Cheaper 10-15yr secondhand (thirdhand?) PCIe-2.0 cards top out around the numbers listed here. For example the Areca 1880 series are incredibly rock-solid cards, and they work just as well without a battery...just make sure the server is on a UPS and shut it down before the UPS dies ;-)
BTRFS raid6 user here 8x8tb. using raid1c4 for metadata and raid6 for data to mitigate the write hole bugs until the raid stripe tree is fully released. performance is ok, and requires very little ram, (2gb-4gb of ram is fine).
I've been using all three options for a little over 10 years now... in up to small enterprise systems, with roughly three generations old hardware. And I'm still a huge fan of hardware RAID. But... not all hardware RAID is created equal. I've used PERC, LSI, Adapted and Areca hardware RAID solutions... and while Areca has since changed ownership, their hardware has hands down been my favorite, for both ease of use and raw performance. I personally think hardware raid options have gotten a bad rep, because it's not a system that most people have to deal with on a day to day basis... and recovery can feel archaic and intimidating. But the shear portability of a nearly platform agnostic hardware raid array, from one system to another is very hard to beat. My experience with MDADM RAID has been a bit different than what was presented here when compared to ZFS and hardware RAID. I've found MDADM RAID-5 to be nearly as fast as hardware RAID, on similar hardware, even through a SATA port expander. ZFS, to me, even with a stout CPU, 96gb of ram and SSD cache... still didn't perform as well as the RAID cards I was used to... granted I realize that none of my testing was cutting edge, but this is also the hardware that was available in our budget. Software RAID is cool, and ZFS data integrity is second to none. But the hardware overhead of software RAID, in my experience, will rarely perform as well as purpose built hardware. At least that's my two cents. I appreciate the videos, and look forward to more!

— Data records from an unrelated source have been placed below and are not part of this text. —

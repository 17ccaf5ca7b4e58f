//! Sentence-graph ranking
//!
//! Sentences are nodes; edges are weighted by word overlap normalized by
//! sentence length. Scores come from damped power iteration over the
//! row-normalized similarity matrix.

use std::collections::HashMap;

/// Guards against division by zero for sentences with no overlap at all.
const ROW_EPSILON: f64 = 1e-7;

/// TextRank over a set of tokenized sentences.
#[derive(Debug, Clone)]
pub struct TextRank {
    /// Damping factor (typically 0.85)
    pub damping: f64,
    /// Iteration cap
    pub max_iterations: usize,
    /// Stop once the L2 change between iterations is at or below this
    pub threshold: f64,
}

impl Default for TextRank {
    fn default() -> Self {
        Self {
            damping: 0.85,
            max_iterations: 500,
            threshold: 1e-4,
        }
    }
}

impl TextRank {
    pub fn new() -> Self {
        Self::default()
    }

    pub fn with_damping(mut self, damping: f64) -> Self {
        self.damping = damping;
        self
    }

    pub fn with_max_iterations(mut self, max_iterations: usize) -> Self {
        self.max_iterations = max_iterations;
        self
    }

    pub fn with_threshold(mut self, threshold: f64) -> Self {
        self.threshold = threshold;
        self
    }

    /// Score each sentence (given as its word list).
    ///
    /// Returns one score per input sentence, in input order.
    pub fn rank(&self, sentences: &[Vec<String>]) -> Vec<f64> {
        let n = sentences.len();
        if n == 0 {
            return Vec::new();
        }

        let matrix = self.transition_matrix(sentences);

        let mut scores = vec![1.0 / n as f64; n];
        let mut iterations = 0;
        let mut delta = f64::MAX;

        while iterations < self.max_iterations && delta > self.threshold {
            iterations += 1;

            // p' = M^T p
            let mut next = vec![0.0; n];
            for (i, row) in matrix.iter().enumerate() {
                let weight = scores[i];
                for (j, m) in row.iter().enumerate() {
                    next[j] += m * weight;
                }
            }

            delta = scores
                .iter()
                .zip(next.iter())
                .map(|(old, new)| (old - new).powi(2))
                .sum::<f64>()
                .sqrt();
            scores = next;
        }

        tracing::debug!(sentences = n, iterations, delta, "ranked sentences");
        scores
    }

    /// Damped, row-normalized similarity matrix (self-edges included).
    fn transition_matrix(&self, sentences: &[Vec<String>]) -> Vec<Vec<f64>> {
        let n = sentences.len();
        let counts: Vec<HashMap<&str, usize>> = sentences
            .iter()
            .map(|words| {
                let mut c = HashMap::new();
                for w in words {
                    *c.entry(w.as_str()).or_insert(0) += 1;
                }
                c
            })
            .collect();

        let teleport = (1.0 - self.damping) / n as f64;
        let mut matrix = Vec::with_capacity(n);
        for i in 0..n {
            let row: Vec<f64> = (0..n)
                .map(|j| similarity(&sentences[i], &sentences[j], &counts[j]))
                .collect();
            let total: f64 = row.iter().sum::<f64>() + ROW_EPSILON;
            matrix.push(
                row.into_iter()
                    .map(|w| teleport + self.damping * (w / total))
                    .collect(),
            );
        }
        matrix
    }
}

/// Overlap of two sentences: occurrences in `b` of each word of `a`,
/// divided by `ln|a| + ln|b|` (raw overlap when that sum is ~0).
fn similarity(a: &[String], b: &[String], b_counts: &HashMap<&str, usize>) -> f64 {
    let overlap: usize = a
        .iter()
        .map(|w| b_counts.get(w.as_str()).copied().unwrap_or(0))
        .sum();
    if overlap == 0 {
        return 0.0;
    }
    let norm = (a.len() as f64).ln() + (b.len() as f64).ln();
    if norm.abs() < 1e-9 {
        overlap as f64
    } else {
        overlap as f64 / norm
    }
}
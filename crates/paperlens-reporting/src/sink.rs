use std::path::{Path, PathBuf};

use once_cell::sync::Lazy;
use regex::Regex;

use paperlens_core::{AnalysisReport, ReportError, ReportSink};

use crate::export::render;
use crate::types::ExportFormat;

static NON_ALNUM_RE: Lazy<Regex> = Lazy::new(|| Regex::new(r"[^a-z0-9]+").unwrap());
static UNDERSCORES_RE: Lazy<Regex> = Lazy::new(|| Regex::new(r"_+").unwrap());

/// Longest file stem produced by [`report_filename`], in characters.
const MAX_STEM_CHARS: usize = 80;

/// File stem for a report, derived from the paper title.
///
/// Lowercases, turns every run of characters outside `[a-z0-9]` into one
/// underscore, trims underscores from both ends and keeps at most 80
/// characters. An empty result becomes `"paper"`.
pub fn report_filename(title: &str) -> String {
    let lower = title.trim().to_lowercase();
    let replaced = NON_ALNUM_RE.replace_all(&lower, "_");
    let collapsed = UNDERSCORES_RE.replace_all(&replaced, "_");
    let stem: String = collapsed
        .trim_matches('_')
        .chars()
        .take(MAX_STEM_CHARS)
        .collect();
    if stem.is_empty() {
        "paper".to_string()
    } else {
        stem
    }
}

/// Writes each report into a directory as `<title stem>.<ext>`.
///
/// The directory is created on first save. An existing file with the same
/// name is overwritten.
#[derive(Debug, Clone)]
pub struct DirectorySink {
    dir: PathBuf,
    format: ExportFormat,
}

impl DirectorySink {
    /// A sink writing pretty-printed JSON reports.
    pub fn json(dir: impl Into<PathBuf>) -> Self {
        Self::new(dir, ExportFormat::Json)
    }

    pub fn new(dir: impl Into<PathBuf>, format: ExportFormat) -> Self {
        Self {
            dir: dir.into(),
            format,
        }
    }

    pub fn dir(&self) -> &Path {
        &self.dir
    }

    /// Where a report would be written.
    pub fn path_for(&self, report: &AnalysisReport) -> PathBuf {
        let stem = report_filename(&report.metadata.title);
        self.dir
            .join(format!("{}.{}", stem, self.format.extension()))
    }
}

impl ReportSink for DirectorySink {
    fn save(&self, report: &AnalysisReport) -> Result<PathBuf, ReportError> {
        std::fs::create_dir_all(&self.dir)?;
        let path = self.path_for(report);
        let content = render(report, self.format)?;
        std::fs::write(&path, content)?;
        tracing::debug!(path = %path.display(), format = %self.format, "saved report");
        Ok(path)
    }
}

#[cfg(test)]
mod tests {
    use super::*;
    use paperlens_core::{Metadata, SectionMap};

    fn report(title: &str) -> AnalysisReport {
        AnalysisReport {
            source: "File: test.pdf".to_string(),
            metadata: Metadata {
                title: title.to_string(),
                ..Default::default()
            },
            stats: Default::default(),
            keywords: vec!["graph kernels".to_string()],
            summary: "Short summary.".to_string(),
            sections: SectionMap::new(),
        }
    }

    #[test]
    fn test_report_filename_basic() {
        assert_eq!(
            report_filename("  Deep Learning: A Survey (2nd ed.) "),
            "deep_learning_a_survey_2nd_ed"
        );
    }

    #[test]
    fn test_report_filename_empty_and_symbols() {
        assert_eq!(report_filename(""), "paper");
        assert_eq!(report_filename("***"), "paper");
        assert_eq!(report_filename("Über Graphen"), "ber_graphen");
    }

    #[test]
    fn test_report_filename_truncated() {
        let name = report_filename(&"word ".repeat(40));
        assert_eq!(name.chars().count(), 80);
        assert!(name.starts_with("word_word"));
    }

    #[test]
    fn test_json_sink_creates_dir_and_writes() {
        let tmp = tempfile::tempdir().unwrap();
        let sink = DirectorySink::json(tmp.path().join("reports"));
        let path = sink.save(&report("Graph Kernels Revisited")).unwrap();
        assert_eq!(
            path,
            tmp.path().join("reports").join("graph_kernels_revisited.json")
        );
        let value: serde_json::Value =
            serde_json::from_str(&std::fs::read_to_string(&path).unwrap()).unwrap();
        assert_eq!(value["metadata"]["title"], "Graph Kernels Revisited");
        assert_eq!(value["keywords"][0], "graph kernels");
    }

    #[test]
    fn test_json_sink_untitled_and_non_ascii() {
        let tmp = tempfile::tempdir().unwrap();
        let sink = DirectorySink::json(tmp.path());
        let mut r = report("");
        r.summary = "Résumé of Straße.".to_string();
        let path = sink.save(&r).unwrap();
        assert_eq!(path.file_name().unwrap(), "paper.json");
        let raw = std::fs::read_to_string(&path).unwrap();
        assert!(raw.contains("Résumé of Straße."));
        assert!(raw.contains("\n  \"source\""));
    }

    #[test]
    fn test_markdown_sink_extension() {
        let tmp = tempfile::tempdir().unwrap();
        let sink = DirectorySink::new(tmp.path(), ExportFormat::Markdown);
        let path = sink.save(&report("A Title")).unwrap();
        assert_eq!(path.file_name().unwrap(), "a_title.md");
    }
}
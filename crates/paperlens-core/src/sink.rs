use std::path::PathBuf;

use thiserror::Error;

use crate::AnalysisReport;

#[derive(Error, Debug)]
pub enum ReportError {
    #[error("failed to serialize report: {0}")]
    Serialize(#[from] serde_json::Error),
    #[error("IO error: {0}")]
    Io(#[from] std::io::Error),
}

/// Destination for finished reports.
///
/// Returns the location the report was written to.
pub trait ReportSink {
    fn save(&self, report: &AnalysisReport) -> Result<PathBuf, ReportError>;
}
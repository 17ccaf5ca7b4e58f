use std::path::Path;

use paperlens_core::{AnalysisReport, Metadata, ReportError};

use crate::types::ExportFormat;

/// Placeholder shown for a metadata field that was not detected.
const NOT_DETECTED: &str = "Not detected";

/// Export a report to the given path in the given format.
pub fn export_report(
    report: &AnalysisReport,
    format: ExportFormat,
    path: &Path,
) -> Result<(), ReportError> {
    let content = render(report, format)?;
    std::fs::write(path, content)?;
    Ok(())
}

/// Render a report to a string in the given format.
pub(crate) fn render(report: &AnalysisReport, format: ExportFormat) -> Result<String, ReportError> {
    Ok(match format {
        ExportFormat::Json => report.to_json_pretty()?,
        ExportFormat::Markdown => export_markdown(report),
        ExportFormat::Text => export_text(report),
    })
}

/// Write only the metadata block as pretty JSON.
pub fn export_metadata_json(metadata: &Metadata, path: &Path) -> Result<(), ReportError> {
    let json = serde_json::to_string_pretty(metadata)?;
    std::fs::write(path, json)?;
    Ok(())
}

fn or_placeholder(s: &str) -> &str {
    if s.is_empty() { NOT_DETECTED } else { s }
}

fn emails_str(emails: &[String]) -> String {
    if emails.is_empty() {
        NOT_DETECTED.to_string()
    } else {
        emails.join(", ")
    }
}

fn md_escape(s: &str) -> String {
    s.replace('|', "\\|")
}

pub fn export_markdown(report: &AnalysisReport) -> String {
    let mut out = String::with_capacity(4096);
    let meta = &report.metadata;

    let heading = if meta.title.is_empty() {
        report.source.as_str()
    } else {
        meta.title.as_str()
    };
    out.push_str(&format!("# {}\n\n", heading));
    out.push_str(&format!("**Source:** {}\n\n", report.source));

    out.push_str("## Metadata\n\n");
    out.push_str("| Field | Value |\n|-------|-------|\n");
    out.push_str(&format!("| Title | {} |\n", md_escape(or_placeholder(&meta.title))));
    out.push_str(&format!("| Year | {} |\n", or_placeholder(&meta.year)));
    out.push_str(&format!(
        "| Emails | {} |\n\n",
        md_escape(&emails_str(&meta.emails))
    ));

    out.push_str("## Stats\n\n");
    out.push_str(&format!(
        "- Text length: {} characters\n",
        report.stats.text_length_chars
    ));
    out.push_str(&format!(
        "- Sections detected: {}\n",
        report.stats.num_sections_detected
    ));
    out.push_str(&format!("- Keywords: {}\n\n", report.stats.num_keywords));

    out.push_str("## Keywords\n\n");
    if report.keywords.is_empty() {
        out.push_str("_None_\n\n");
    } else {
        for kw in &report.keywords {
            out.push_str(&format!("- {}\n", kw));
        }
        out.push('\n');
    }

    out.push_str("## Summary\n\n");
    if report.summary.is_empty() {
        out.push_str("_None_\n\n");
    } else {
        out.push_str(&format!("{}\n\n", report.summary));
    }

    if !report.sections.is_empty() {
        out.push_str("## Sections\n\n");
        for section in &report.sections {
            out.push_str(&format!("### {}\n\n{}\n\n", section.kind, section.body));
        }
    }
    out
}

pub fn export_text(report: &AnalysisReport) -> String {
    let mut out = String::with_capacity(4096);
    let meta = &report.metadata;

    out.push_str(&format!("Source: {}\n", report.source));
    out.push_str(&format!("Title:  {}\n", or_placeholder(&meta.title)));
    out.push_str(&format!("Year:   {}\n", or_placeholder(&meta.year)));
    out.push_str(&format!("Emails: {}\n", emails_str(&meta.emails)));
    out.push_str(&format!(
        "Stats:  {} chars, {} sections, {} keywords\n",
        report.stats.text_length_chars,
        report.stats.num_sections_detected,
        report.stats.num_keywords
    ));

    out.push_str("\nKeywords\n--------\n");
    for (i, kw) in report.keywords.iter().enumerate() {
        out.push_str(&format!("  {:>2}. {}\n", i + 1, kw));
    }

    out.push_str("\nSummary\n-------\n");
    out.push_str(&report.summary);
    out.push('\n');

    for section in &report.sections {
        let name = section.kind.to_string().to_uppercase();
        out.push_str(&format!("\n{}\n{}\n{}\n", name, "-".repeat(name.len()), section.body));
    }
    out
}
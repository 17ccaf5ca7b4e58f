use once_cell::sync::Lazy;
use regex::Regex;

use paperlens_core::{Section, SectionKind, SectionMap};

use crate::config::AnalysisConfig;

/// Heading synonyms per section, as regex alternations.
///
/// Adding a section type or a synonym is a change to this table only.
pub(crate) const HEADING_SYNONYMS: [(SectionKind, &str); 7] = [
    (SectionKind::Abstract, r"abstract"),
    (SectionKind::Introduction, r"introduction"),
    (
        SectionKind::Methods,
        r"methods?|materials\s+and\s+methods?|approach",
    ),
    (SectionKind::Results, r"results?|experiments?"),
    (SectionKind::Discussion, r"discussion"),
    (SectionKind::Conclusion, r"conclusions?"),
    (SectionKind::References, r"references"),
];

/// Build the line-anchored heading regex for one synonym alternation.
///
/// The heading must fill its whole line; an optional section number
/// (`1`, `2.`, `3.1`, `IV.`) may precede it.
fn heading_regex(synonyms: &str) -> Regex {
    let pattern = format!(
        r"(?im)^[ \t]*(?:(?:\d{{1,2}}(?:\.\d{{1,2}})*\.?|[ivx]{{1,4}}\.)[ \t]+)?(?:{})[ \t]*\r?$",
        synonyms
    );
    Regex::new(&pattern).unwrap()
}

static HEADING_TABLE: Lazy<Vec<(SectionKind, Regex)>> = Lazy::new(|| {
    HEADING_SYNONYMS
        .iter()
        .map(|(kind, synonyms)| (*kind, heading_regex(synonyms)))
        .collect()
});

/// A detected heading position.
#[derive(Debug, Clone)]
struct Anchor {
    kind: SectionKind,
    start: usize,
    heading_end: usize,
}

/// Split raw document text into sections.
///
/// Every section in the fixed table is located by its heading line. Only the
/// first heading of each kind becomes a split point. A section spans from its
/// heading to the next detected heading (or the end of the text), and sections
/// come back in the order their headings appear. Text without any recognized
/// heading yields an empty map.
///
/// Heading words standing alone on a line inside prose are indistinguishable
/// from real headings and will split there.
pub fn segment(text: &str) -> SectionMap {
    segment_with_config(text, &AnalysisConfig::default())
}

/// Config-aware version of [`segment`].
pub(crate) fn segment_with_config(text: &str, config: &AnalysisConfig) -> SectionMap {
    let mut anchors: Vec<Anchor> = HEADING_TABLE
        .iter()
        .filter_map(|(kind, default_re)| {
            let re = config.heading_override(*kind).unwrap_or(default_re);
            re.find(text).map(|m| Anchor {
                kind: *kind,
                start: m.start(),
                heading_end: m.end(),
            })
        })
        .collect();

    // Stable: a tie keeps table order
    anchors.sort_by_key(|a| a.start);

    // Overlapping custom patterns could produce nested anchors; keep the first.
    anchors.dedup_by(|next, prev| next.start < prev.heading_end);

    let mut sections = SectionMap::new();
    for (i, anchor) in anchors.iter().enumerate() {
        let end = anchors.get(i + 1).map_or(text.len(), |next| next.start);
        sections.insert(Section {
            kind: anchor.kind,
            heading: text[anchor.start..anchor.heading_end].trim().to_string(),
            body: text[anchor.heading_end..end].trim().to_string(),
            span: anchor.start..end,
        });
    }

    tracing::debug!(
        anchors = anchors.len(),
        sections = ?sections.names(),
        "segmented document"
    );

    sections
}
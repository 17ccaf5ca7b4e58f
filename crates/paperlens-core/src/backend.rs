use std::path::{Path, PathBuf};

use thiserror::Error;

#[derive(Error, Debug)]
pub enum LoaderError {
    #[error("document not found: {}", .0.display())]
    NotFound(PathBuf),
    #[error("failed to open document: {0}")]
    OpenError(String),
    #[error("failed to extract text: {0}")]
    ExtractionError(String),
    #[error("IO error: {0}")]
    Io(#[from] std::io::Error),
}

/// Trait for document text loaders.
///
/// Implementors turn a source file into plain UTF-8 text with page order
/// preserved and pages joined by newlines. The analysis pipeline (sections,
/// metadata, keywords, summary) lives in `paperlens_analysis` and only ever
/// sees the returned string.
pub trait DocumentLoader: Send + Sync {
    /// Extract the full text content of a document.
    fn load_text(&self, path: &Path) -> Result<String, LoaderError>;
}
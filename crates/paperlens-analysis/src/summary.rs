use once_cell::sync::Lazy;
use regex::Regex;

use crate::config::AnalysisConfig;
use crate::sentences::{sentence_words, split_sentences};
use crate::text_processing::{char_prefix, clean_text_with_config};
use crate::textrank::TextRank;

/// Markers that end the abstract window.
pub(crate) static ABSTRACT_STOP_MARKERS: &[&str] = &[
    "introduction",
    "1 introduction",
    "keywords",
    "index terms",
    "contents",
];

static ABSTRACT_LABEL_RE: Lazy<Regex> = Lazy::new(|| Regex::new(r"(?i)^abstract\s+").unwrap());

/// Produce an extractive summary of `sentence_count` sentences.
///
/// Text shorter than 200 characters after cleaning is returned as is. The
/// selected sentences keep their original order and are joined by single
/// spaces.
pub fn summarize(text: &str, sentence_count: usize) -> String {
    summarize_with_config(text, sentence_count, &AnalysisConfig::default())
}

/// Config-aware version of [`summarize`].
pub(crate) fn summarize_with_config(
    text: &str,
    sentence_count: usize,
    config: &AnalysisConfig,
) -> String {
    let text = clean_text_with_config(text, config);
    if text.chars().count() < config.min_text_chars {
        return text;
    }
    if sentence_count == 0 {
        return String::new();
    }

    let window = select_window_with_config(&text, config);
    let window = ABSTRACT_LABEL_RE.replace(window, "");

    let sentences = split_sentences(&window);
    let words: Vec<Vec<String>> = sentences.iter().map(|s| sentence_words(s)).collect();
    let scores = TextRank::new()
        .with_damping(config.damping)
        .with_threshold(config.convergence_threshold)
        .with_max_iterations(config.max_iterations)
        .rank(&words);

    let mut order: Vec<usize> = (0..sentences.len()).collect();
    // Stable: equal scores keep the earlier sentence first
    order.sort_by(|&a, &b| scores[b].total_cmp(&scores[a]));
    order.truncate(sentence_count);
    order.sort_unstable();

    tracing::debug!(
        sentences = sentences.len(),
        selected = order.len(),
        "summarized"
    );

    order
        .into_iter()
        .map(|i| sentences[i])
        .collect::<Vec<_>>()
        .join(" ")
}

/// Pick the part of the cleaned text to summarize.
///
/// Starting at the first "abstract" (any case), up to 5000 characters are
/// taken and cut at the earliest stop marker found more than 50 characters
/// in. If that leaves fewer than 200 characters (or there is no
/// "abstract"), the first 4000 characters of the text are used instead.
pub fn select_window(text: &str) -> &str {
    select_window_with_config(text, &AnalysisConfig::default())
}

pub(crate) fn select_window_with_config<'a>(text: &'a str, config: &AnalysisConfig) -> &'a str {
    if let Some(window) = abstract_window(text, config)
        && window.chars().count() >= config.min_text_chars
    {
        tracing::debug!(chars = window.chars().count(), "using abstract window");
        return window;
    }
    tracing::debug!("no usable abstract window, using text prefix");
    char_prefix(text, config.fallback_window_chars)
}

fn abstract_window<'a>(text: &'a str, config: &AnalysisConfig) -> Option<&'a str> {
    // ASCII lowercasing keeps byte offsets aligned with `text`
    let start = text.to_ascii_lowercase().find("abstract")?;
    let chunk = char_prefix(&text[start..], config.abstract_window_chars);
    let lower = chunk.to_ascii_lowercase();

    let markers = config
        .abstract_stop_markers
        .resolve_words(ABSTRACT_STOP_MARKERS);
    let cut = markers
        .iter()
        .filter_map(|marker| lower.find(marker.as_str()))
        .filter(|&pos| chunk[..pos].chars().count() > config.min_stop_marker_offset)
        .min();

    let window = match cut {
        Some(pos) => &chunk[..pos],
        None => chunk,
    };
    Some(window.trim())
}
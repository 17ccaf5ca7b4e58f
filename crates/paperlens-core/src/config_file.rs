use std::path::{Path, PathBuf};

use serde::{Deserialize, Serialize};

/// On-disk TOML configuration structure.
/// All fields are optional so partial configs work (merge with defaults).
#[derive(Debug, Clone, Default, Serialize, Deserialize)]
pub struct ConfigFile {
    pub analysis: Option<AnalysisSettings>,
    pub output: Option<OutputConfig>,
    pub display: Option<DisplayConfig>,
}

#[derive(Debug, Clone, Default, Serialize, Deserialize)]
pub struct AnalysisSettings {
    pub top_k: Option<usize>,
    pub summary_sentences: Option<usize>,
    pub max_title_lines: Option<usize>,
    pub max_emails: Option<usize>,
    /// Extra generic phrases to drop from keyword output.
    pub extra_blacklist_phrases: Option<Vec<String>>,
}

#[derive(Debug, Clone, Default, Serialize, Deserialize)]
pub struct OutputConfig {
    pub dir: Option<String>,
    /// `json`, `markdown` or `text`.
    pub format: Option<String>,
}

#[derive(Debug, Clone, Default, Serialize, Deserialize)]
pub struct DisplayConfig {
    pub color: Option<bool>,
    pub preview_chars: Option<usize>,
}

/// Platform config directory path: `<config_dir>/paperlens/config.toml`.
pub fn config_path() -> Option<PathBuf> {
    dirs::config_dir().map(|d| d.join("paperlens").join("config.toml"))
}

/// Load config by cascading CWD `.paperlens.toml` over platform config.
/// CWD values override platform values.
pub fn load_config() -> ConfigFile {
    let platform = config_path().and_then(|p| load_from_path(&p));
    let cwd = load_from_path(Path::new(".paperlens.toml"));

    match (platform, cwd) {
        (None, None) => ConfigFile::default(),
        (Some(p), None) => p,
        (None, Some(c)) => c,
        (Some(p), Some(c)) => merge(p, c),
    }
}

/// Load a config from a specific path. Returns `None` if the file doesn't
/// exist or can't be parsed.
pub fn load_from_path(path: &Path) -> Option<ConfigFile> {
    let content = std::fs::read_to_string(path).ok()?;
    match toml::from_str(&content) {
        Ok(config) => {
            tracing::debug!(path = %path.display(), "loaded config file");
            Some(config)
        }
        Err(e) => {
            tracing::warn!(path = %path.display(), error = %e, "ignoring unparsable config file");
            None
        }
    }
}

/// Merge two configs: `overlay` values take precedence over `base`.
pub fn merge(base: ConfigFile, overlay: ConfigFile) -> ConfigFile {
    let base_analysis = base.analysis.unwrap_or_default();
    let overlay_analysis = overlay.analysis.unwrap_or_default();
    let base_output = base.output.unwrap_or_default();
    let overlay_output = overlay.output.unwrap_or_default();
    let base_display = base.display.unwrap_or_default();
    let overlay_display = overlay.display.unwrap_or_default();

    ConfigFile {
        analysis: Some(AnalysisSettings {
            top_k: overlay_analysis.top_k.or(base_analysis.top_k),
            summary_sentences: overlay_analysis
                .summary_sentences
                .or(base_analysis.summary_sentences),
            max_title_lines: overlay_analysis
                .max_title_lines
                .or(base_analysis.max_title_lines),
            max_emails: overlay_analysis.max_emails.or(base_analysis.max_emails),
            extra_blacklist_phrases: overlay_analysis
                .extra_blacklist_phrases
                .or(base_analysis.extra_blacklist_phrases),
        }),
        output: Some(OutputConfig {
            dir: overlay_output.dir.or(base_output.dir),
            format: overlay_output.format.or(base_output.format),
        }),
        display: Some(DisplayConfig {
            color: overlay_display.color.or(base_display.color),
            preview_chars: overlay_display.preview_chars.or(base_display.preview_chars),
        }),
    }
}

#[cfg(test)]
mod tests {
    use super::*;

    #[test]
    fn analysis_settings_round_trip_toml() {
        let config = ConfigFile {
            analysis: Some(AnalysisSettings {
                top_k: Some(8),
                ..Default::default()
            }),
            ..Default::default()
        };
        let toml_str = toml::to_string_pretty(&config).unwrap();
        let parsed: ConfigFile = toml::from_str(&toml_str).unwrap();
        assert_eq!(parsed.analysis.unwrap().top_k, Some(8));
    }

    #[test]
    fn partial_config_parses() {
        let toml_str = "[output]\ndir = \"out\"\n";
        let parsed: ConfigFile = toml::from_str(toml_str).unwrap();
        assert!(parsed.analysis.is_none());
        assert_eq!(parsed.output.unwrap().dir.as_deref(), Some("out"));
    }

    #[test]
    fn merge_overlay_wins() {
        let base = ConfigFile {
            analysis: Some(AnalysisSettings {
                top_k: Some(5),
                summary_sentences: Some(2),
                ..Default::default()
            }),
            ..Default::default()
        };
        let overlay = ConfigFile {
            analysis: Some(AnalysisSettings {
                top_k: Some(20),
                ..Default::default()
            }),
            ..Default::default()
        };
        let merged = merge(base, overlay).analysis.unwrap();
        assert_eq!(merged.top_k, Some(20));
        assert_eq!(merged.summary_sentences, Some(2));
    }

    #[test]
    fn merge_base_preserved_when_overlay_absent() {
        let base = ConfigFile {
            output: Some(OutputConfig {
                dir: Some("/base/reports".to_string()),
                format: None,
            }),
            ..Default::default()
        };
        let merged = merge(base, ConfigFile::default());
        assert_eq!(merged.output.unwrap().dir.as_deref(), Some("/base/reports"));
    }

    #[test]
    fn load_from_missing_path_is_none() {
        assert!(load_from_path(Path::new("/definitely/not/here/.paperlens.toml")).is_none());
    }
}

I went ZFS route back when I've setup my proxmox multi vms combo server back in 2021. So far (knock on wood) after 2 separate drives failures no data was lost. Before I was using either proprietary NAS solutions (qnap) or builtin motherboard raid configurations and this always ended up with partial or complete data loss. Thankfully after my first disk failure I always kept some sort of external backup so even though qnap and raid solutions failed me I had some way to restore my data. I'm not saying ZFS is bulletproof (look at LTT situation from couple years prior), but if you do regular pool scrubs and extended smartctl tests - so basically you won't let your ZFS pool to "rot" then I'm pretty sure ZFS is the best their is (so far).
I use a second hand 8 port hardware raid card with the raid bios removed so just passes the disks . I've been using ZFS for the last few year so almost maxed out my 5 drives , so can't wait for single disk expansion which should be here soon.
Been using hardware RAID 6 and so far I'm pretty happy with it. Initially started with RAID 5 for the speed because I planned to also use it for games but a faulty 3.3v adapter and getting a good deal on 2 4TB PM1733's caused me to switch to RAID 6 for peace of mind. Having the ability to up and move to Linux whenever it gets good without any hassle was a huge reason as well. The only solutions I found for cross OS's was a VM which was out of the question because of gaming and an entire other PC which was out of the question because lol no.
You should _always_ use a form of ssd as a log device for a raidz1 or raidz2 if you want a decent performance. An alternatve is to force the pool to be asyncrons, but then you can lose up to 5 seconds of data. One of the best log devices you can use are smallish optane drives, just avoid the 16GB ones since their sustained write perfomance is to low.
MD raid you seem to have journal enabled (possibly bit mapping enabled as well as that avoids you having to do a full rebuild when a drive is removed and re plugged back in or a unclean shutdown) Unsure if it's a feature of mdadm but on Synology it can skip Unallocated space on rebuild
If you can’t get into the pre-boot menu on a consumer board it might be because you didn’t go in and enable that function. You might also have to disable fast boot. Specifically there is an option though that enables the pre-boot screen to show.
It's called Option ROM, and there are Legacy and EFI ROMs. Typically older cards don't have EFI compatibility, which is why they won't show up at boot.
Very pertinent. I switched from a 4th-gen Celeron-powered build with MDADM (and an extra PCI SATA card) with 6 disks, to a PowerEdge R510 with an H700 Perc card. MDADM was especially slow with writes, much slower than the Perc. However, Raid-6 performance isn't impressive either.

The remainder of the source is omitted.